RETENTION OF CYTOSINE-ARABINOSIDE IN MOUSE LUNG FOLLOWING INTRAVENOUS ADMINISTRATION IN LIPOSOMES OF DIFFERENT SIZE

Abstract

An extrusion technique obtained multilamellar lipid vesicles (MLV, liposomes) of different size distribution. The larger MLV ranged in diameter from 0.1-2.6 .mu. and the smaller from 0.1-1.5 .mu., and were composed of phosphatidylserine/phosphatidylcholine/cholesterol in the molar ratio 1:4:5. After i.v. injection of large and small MLV containing encapsulated [3H]cytosine arabinoside (ara-C) [an antineoplastic drug], their distribution in various organs showed that the fraction of the dose associated with lung was greater for large MLV relative to small MLV by factors of 3.6-10 after 1 h, 5.3-14 after 4 h and 17-23 after 24 h.

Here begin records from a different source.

pub mod error;
pub mod bits;
pub mod parity;
pub mod spectator;
pub mod mixer;
pub mod contract;
pub mod hamiltonian;
pub mod maths;
pub mod input;
pub mod utils;

pub use error::{FsuccError, Result};
pub use mixer::{FockPair, Hermitian, Mixer, Unitary};
pub use contract::{contract, contract_hermitian, contract_unitary, contract_unitary_adjoint, project};
pub use hamiltonian::{apply_nbody, apply_spinsym, expectation, SpinSymOperator};

// Determinant bitstring. Bit k set means spin-orbital k is occupied.
pub type Det = u64;

// Width of the determinant bitmask. A Fock space of norb spin-orbitals has 2^norb determinants,
// which must be addressable, so norb is strictly below this.
pub const DET_BITS: usize = Det::BITS as usize;

// Storage for one excitation generator a0'a1'...i1 i0 - h.c. with its amplitude.
#[derive(Clone, Debug, PartialEq)]
pub struct Generator {
    pub aidx: Vec<usize>, // Creation-then-annihilation targets.
    pub iidx: Vec<usize>, // Annihilation-then-creation sources.
    pub amp: f64,
}
// maths.rs
use rayon::prelude::*;

/// Number of lower-triangular spatial orbital pairs p >= q.
/// # Arguments:
///     `norb`: usize, number of spatial orbitals.
pub fn npair(norb: usize) -> usize {
    norb * (norb + 1) / 2
}

/// Unpack a lower-triangular pair index pq = p (p + 1) / 2 + q into (p, q) with p >= q.
/// p steps up while q is still past the diagonal, and q loses p each step.
/// # Arguments:
///     `pq`: usize, compound pair index.
#[inline(always)]
pub fn unpack_tril(pq: usize) -> (usize, usize) {
    let mut p = 0;
    let mut q = pq;
    while p < q {
        p += 1;
        q -= p;
    }
    (p, q)
}

/// Compound lower-triangular index of the pair (p, q), either order.
#[inline(always)]
pub fn tril_index(p: usize, q: usize) -> usize {
    let (p, q) = if p >= q {(p, q)} else {(q, p)};
    p * (p + 1) / 2 + q
}

/// Calculate the dot product of two wavefunctions in parallel.
/// # Arguments:
///     `x`: [f64], vector 1.
///     `y`: [f64], vector 2.
pub(crate) fn parallel_dot(x: &[f64], y: &[f64]) -> f64 {
    debug_assert_eq!(x.len(), y.len());
    x.par_iter().zip(y.par_iter()).map(|(&xi, &yi)| xi * yi).sum::<f64>()
}

/// Euclidean norm of a wavefunction.
pub fn norm(x: &[f64]) -> f64 {
    parallel_dot(x, x).sqrt()
}

/// Calculate y = alpha * x in parallel, overwriting y.
/// # Arguments:
///     `alpha`: f64, scale factor.
///     `x`: [f64], input vector.
///     `y`: [f64], output vector of the same length.
pub(crate) fn parallel_scale_into(alpha: f64, x: &[f64], y: &mut [f64]) {
    debug_assert_eq!(x.len(), y.len());
    y.par_iter_mut().zip(x.par_iter()).for_each(|(yi, &xi)| *yi = alpha * xi);
}

#[cfg(test)]
mod tests {
    use super::*;

    #[test]
    fn tril_roundtrip_order() {
        let pairs: Vec<(usize, usize)> = (0..npair(4)).map(unpack_tril).collect();
        assert_eq!(pairs, vec![(0, 0), (1, 0), (1, 1), (2, 0), (2, 1), (2, 2), (3, 0), (3, 1), (3, 2), (3, 3)]);
        for (pq, &(p, q)) in pairs.iter().enumerate() {
            assert_eq!(tril_index(p, q), pq);
            assert_eq!(tril_index(q, p), pq);
        }
    }

    #[test]
    fn dot_and_scale() {
        let x = vec![1.0, 2.0, 2.0];
        assert_eq!(parallel_dot(&x, &x), 9.0);
        assert_eq!(norm(&x), 3.0);
        let mut y = vec![0.0; 3];
        parallel_scale_into(-2.0, &x, &mut y);
        assert_eq!(y, vec![-2.0, -4.0, -4.0]);
    }
}
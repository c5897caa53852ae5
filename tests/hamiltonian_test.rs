use fsucc_rs::{apply_nbody, apply_spinsym, contract_hermitian, expectation, SpinSymOperator};
use fsucc_rs::maths::{npair, tril_index, unpack_tril};
use ndarray::{ArrayD, IxDyn};
use proptest::prelude::*;

fn ramp(n: usize) -> Vec<f64> {
    (0..n).map(|k| ((k as f64) * 0.531 - 0.4).sin()).collect()
}

fn close(x: &[f64], y: &[f64], tol: f64) -> bool {
    x.len() == y.len() && x.iter().zip(y.iter()).all(|(a, b)| (a - b).abs() <= tol)
}

#[test]
fn one_body_identity_is_number_operator() {
    let norb = 3;
    let nspin = 2 * norb;
    let mut hop = vec![0.0; npair(norb)];
    for p in 0..norb {
        hop[tril_index(p, p)] = 1.0;
    }
    let psi = ramp(1 << nspin);
    let mut hpsi = vec![0.0; 1 << nspin];
    apply_nbody(&hop, &psi, &mut hpsi, norb, 1).unwrap();

    // Same thing as one Hermitian contraction per orbital and spin.
    let mut manual = vec![0.0; 1 << nspin];
    for p in 0..norb {
        for spin in 0..2 {
            let k = p + spin * norb;
            contract_hermitian(&[k], &[k], 1.0, &psi, &mut manual, nspin).unwrap();
        }
    }
    assert_eq!(hpsi, manual);

    for (det, (&h, &c)) in hpsi.iter().zip(psi.iter()).enumerate() {
        let n = (det as u64).count_ones() as f64;
        assert!((h - n * c).abs() < 1e-12);
    }
}

#[test]
fn two_body_matches_nested_contractions() {
    let norb = 2;
    let nspin = 2 * norb;
    let np = npair(norb);
    let hop: Vec<f64> = (0..np * np).map(|k| 0.1 * (k as f64) - 0.3).collect();
    let psi = ramp(1 << nspin);
    let mut hpsi = vec![0.0; 1 << nspin];
    apply_nbody(&hop, &psi, &mut hpsi, norb, 2).unwrap();

    let mut manual = vec![0.0; 1 << nspin];
    for pq in 0..np {
        let (p, q) = unpack_tril(pq);
        for s in 0..2 {
            for rs in 0..np {
                let (r, t) = unpack_tril(rs);
                for u in 0..2 {
                    let aidx = [p + s * norb, r + u * norb];
                    let iidx = [q + s * norb, t + u * norb];
                    contract_hermitian(&aidx, &iidx, hop[pq * np + rs], &psi, &mut manual, nspin).unwrap();
                }
            }
        }
    }
    assert!(close(&hpsi, &manual, 1e-12));
}

#[test]
fn conserves_particle_number_and_spin() {
    let norb = 3;
    let nspin = 2 * norb;
    let np = npair(norb);
    let h1: Vec<f64> = (0..np).map(|k| 0.2 + 0.05 * k as f64).collect();
    let h2: Vec<f64> = (0..np * np).map(|k| ((k as f64) * 0.77).cos()).collect();
    // alpha orbital 0, beta orbital 1.
    let det0 = 0b000_001usize | (0b010 << norb);
    let mut psi = vec![0.0; 1 << nspin];
    psi[det0] = 1.0;

    for (hop, nelec) in [(h1, 1), (h2, 2)] {
        let mut hpsi = vec![0.0; 1 << nspin];
        apply_nbody(&hop, &psi, &mut hpsi, norb, nelec).unwrap();
        for (det, &c) in hpsi.iter().enumerate() {
            if c == 0.0 {continue;}
            let alpha = (det & 0b111).count_ones();
            let beta = (det >> norb).count_ones();
            assert_eq!((alpha, beta), (1, 1), "det {} has amplitude {}", det, c);
        }
    }
}

#[test]
fn spinsym_reference_energy() {
    // Two spatial orbitals, doubly occupied orbital 0: E = h0 + 2 h_00 + (00|00).
    let norb = 2;
    let np = npair(norb);
    let mut h1 = ArrayD::zeros(IxDyn(&[np]));
    h1[[tril_index(0, 0)].as_slice()] = -1.25;
    h1[[tril_index(1, 1)].as_slice()] = -0.5;
    h1[[tril_index(1, 0)].as_slice()] = 0.1;
    let mut h2 = ArrayD::zeros(IxDyn(&[np, np]));
    h2[[0, 0].as_slice()] = 0.675;
    let op = SpinSymOperator::new(0.7, vec![h1, h2]);

    let mut psi = vec![0.0; 1 << (2 * norb)];
    psi[0b0101] = 1.0;
    let e = expectation(&op, &psi, norb).unwrap();
    assert!((e - (0.7 - 2.5 + 0.675)).abs() < 1e-12);
}

#[test]
fn spinsym_is_scaled_sum_of_drivers() {
    let norb = 2;
    let np = npair(norb);
    let nspin = 2 * norb;
    let h1v: Vec<f64> = (0..np).map(|k| 0.3 - 0.2 * k as f64).collect();
    let h2v: Vec<f64> = (0..np * np).map(|k| 0.01 * (k * k) as f64).collect();
    let op = SpinSymOperator::new(-0.25, vec![
        ArrayD::from_shape_vec(IxDyn(&[np]), h1v.clone()).unwrap(),
        ArrayD::from_shape_vec(IxDyn(&[np, np]), h2v.clone()).unwrap(),
    ]);
    let psi = ramp(1 << nspin);
    let mut hpsi = vec![0.0; 1 << nspin];
    apply_spinsym(&op, &psi, &mut hpsi, norb).unwrap();

    let mut manual: Vec<f64> = psi.iter().map(|c| -0.25 * c).collect();
    apply_nbody(&h1v, &psi, &mut manual, norb, 1).unwrap();
    let half: Vec<f64> = h2v.iter().map(|h| 0.5 * h).collect();
    apply_nbody(&half, &psi, &mut manual, norb, 2).unwrap();
    assert!(close(&hpsi, &manual, 1e-12));
}

proptest! {
    #[test]
    fn spinsym_matrix_is_symmetric(h1 in prop::collection::vec(-1.0f64..1.0, 3), h2 in prop::collection::vec(-1.0f64..1.0, 9)) {
        let norb = 2;
        let n = 1 << (2 * norb);
        let op = SpinSymOperator::new(0.0, vec![
            ArrayD::from_shape_vec(IxDyn(&[3]), h1).unwrap(),
            ArrayD::from_shape_vec(IxDyn(&[3, 3]), h2).unwrap(),
        ]);
        let mut mat = vec![0.0; n * n];
        for y in 0..n {
            let mut e = vec![0.0; n];
            e[y] = 1.0;
            let mut col = vec![0.0; n];
            apply_spinsym(&op, &e, &mut col, norb).unwrap();
            for x in 0..n {
                mat[x * n + y] = col[x];
            }
        }
        for x in 0..n {
            for y in 0..x {
                prop_assert!((mat[x * n + y] - mat[y * n + x]).abs() < 1e-12);
            }
        }
    }
}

For large MLV more than 50% of drug remaining in vivo after 24 h was associated with the lung, compared with 2.5% for small MLV. Almost all of the 3H associated with lung at all times for both large and small MLV could be accounted for by unchanged ara-C. Differences in 3H levels between small and large MLV in other tissues were much less dramatic or were not significant. The apparent in vivo stability of the liposomes was not affected by size. The data are consistent with an initial trapping of large MLV during 1st passage in the lung, with subsequent binding and retention. Release of ara-C from large or small MLV in the lung is apparently slow relative to metabolism.